Medical prime

Ezra asks how we can make it more attractive to become a primary care physician:

The problem they're responding to is real. We're about to face an epic shortage of primary care doctors -- we're talking 44,000 or 45,000 too few docs -- which will ensure massive disruption for patients. The problems for primary care are basic: Fewer graduates, more patients. As I understand the issue, there are two problems here. The first is lifestyle. Primary care doctors have too many patients, too little time, too much paperwork, too much administrative hassles, too little satisfaction. The other is money. Primary care doctors make far less than specialists, even though they go through a similarly expensive and rigorous training process. It's no surprise, then, that most doctors opt to become specialists, where they have better incomes and more control over their lifestyle. The famous stat here is that the highest MCAT scores are now to be found among dermatologists. Great money, nice lifestyle.

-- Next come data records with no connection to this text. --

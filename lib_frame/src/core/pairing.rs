//! # Portrait Pairing Engine
//!
//! Plans the full next pairing assignment for the inventory. The rule:
//! walk the currently portrait-oriented, unpaired photos in upload order
//! (ties by id) and pair them consecutively, 1st with 2nd, 3rd with 4th; a
//! trailing odd photo stays unpaired until a future portrait arrives.
//! Landscape photos never pair, and existing pairs are carried over
//! untouched, which makes the recompute idempotent on an unchanged
//! inventory.
//!
//! The plan is a complete id -> partner map so the caller can validate it
//! and swap it in as one unit while holding the inventory guard.

use crate::core::inventory::Photo;
use crate::errors::InventoryError;
use std::collections::BTreeMap;

/// The complete next pairing assignment, one entry per live photo.
pub type PairingPlan = BTreeMap<i64, Option<i64>>;

/// Computes the next assignment from the current inventory state.
pub fn plan(photos: &BTreeMap<i64, Photo>) -> PairingPlan {
    let mut next: PairingPlan = photos
        .iter()
        .map(|(id, photo)| (*id, photo.paired_photo_id))
        .collect();

    let mut pool: Vec<&Photo> = photos
        .values()
        .filter(|p| p.is_portrait() && p.paired_photo_id.is_none())
        .collect();
    pool.sort_by_key(|p| (p.upload_timestamp, p.id));

    for chunk in pool.chunks(2) {
        if let [a, b] = chunk {
            next.insert(a.id, Some(b.id));
            next.insert(b.id, Some(a.id));
        }
    }
    next
}

/// Checks the invariants of a planned assignment before it is applied:
/// every referenced partner exists, points back (symmetry, which also rules
/// out a photo being referenced by a third), is distinct, and both sides
/// are portrait-oriented.
pub fn validate(photos: &BTreeMap<i64, Photo>, next: &PairingPlan) -> Result<(), InventoryError> {
    for (&id, &partner) in next {
        let Some(partner_id) = partner else { continue };
        if partner_id == id {
            return Err(InventoryError::PairingInconsistency {
                photo_id: id,
                detail: "photo paired with itself".to_string(),
            });
        }
        let Some(&back) = next.get(&partner_id) else {
            return Err(InventoryError::PairingInconsistency {
                photo_id: id,
                detail: format!("partner {partner_id} does not exist"),
            });
        };
        if back != Some(id) {
            return Err(InventoryError::PairingInconsistency {
                photo_id: id,
                detail: format!("partner {partner_id} does not point back"),
            });
        }
        for side in [id, partner_id] {
            if photos.get(&side).is_some_and(|p| !p.is_portrait()) {
                return Err(InventoryError::PairingInconsistency {
                    photo_id: side,
                    detail: "landscape photo in a pair".to_string(),
                });
            }
        }
    }
    Ok(())
}

/// The pairs present in `next` but not in the current state, each reported
/// once with the lower id first.
pub fn new_pairs(photos: &BTreeMap<i64, Photo>, next: &PairingPlan) -> Vec<(i64, i64)> {
    let mut formed = Vec::new();
    for (&id, &partner) in next {
        let Some(partner_id) = partner else { continue };
        if id < partner_id && photos.get(&id).map(|p| p.paired_photo_id) != Some(Some(partner_id)) {
            formed.push((id, partner_id));
        }
    }
    formed
}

The money fix being proposed comes on the payment side. How can we make it lucrative enough to be a primary care doctor? The answer is increase the pay of primary care doctors. And there's an argument for this: More primary doctors would probably make the system cheaper, even at higher reimbursement rates. Specialist medicine is expensive. But you could also examine the problem on the training side: How can we make it cheaper to become a primary care doctor?

It's not quite true that there's no relationship between training and earnings in medicine:  surgeons go through the most gruelling residencies, and also tend to make the most money (it does depend on the specialty).  But the relationship between the two is out of whack.

The relationship is out of whack because there's no real market for these services.  A shortage of primary care doctors should send a price signal that we need to pay them more, or make their lifestyle more attractive.  But both Medicare and private health insurance have thoroughly stupid reimbursement policies for their physicians.  Doctors make money off procedures, not visits or health, which means that critical specialties like primary care and geriatrics are woefully understaffed.  Medicare could fix this by giving a bonus to primary care physicians and geriatricians, raising the reimbursement for their office visits.  But it can't, for several reasons:  it's already out of money, and trying to cut, not spend more; and the powerful medical lobbying groups that "help" set Medicare reimbursements are dominated by surgeons.

The insurance companies have just as little incentive to fix the problem.  After all, if it's hard to find a doctor, and your doctor makes you wait a long time for your appointments, you use less healthcare.  Brilliant, eh?

Ezra suggests opening up the field to nurse practicioners.  I don't know enough about primary care practice to comment one way or another (I'm sure my readers do, and will).  Anecdotally, however, I will say that every time I've had a nurse practicioner rather than a physician, I've ended up very, very happy with my experience.  I can think of two or three doctors in my lifetime who have given me the kind of personal, attentive care that I've gotten from every single nurse practicioner who has ever taken care of me.  I presume this is a cultural difference between medical school and nursing school, which has been described to me thusly by a midwife (nurse practioner):  doctors learn how to treat diseases; nurses are trained to take care of patients.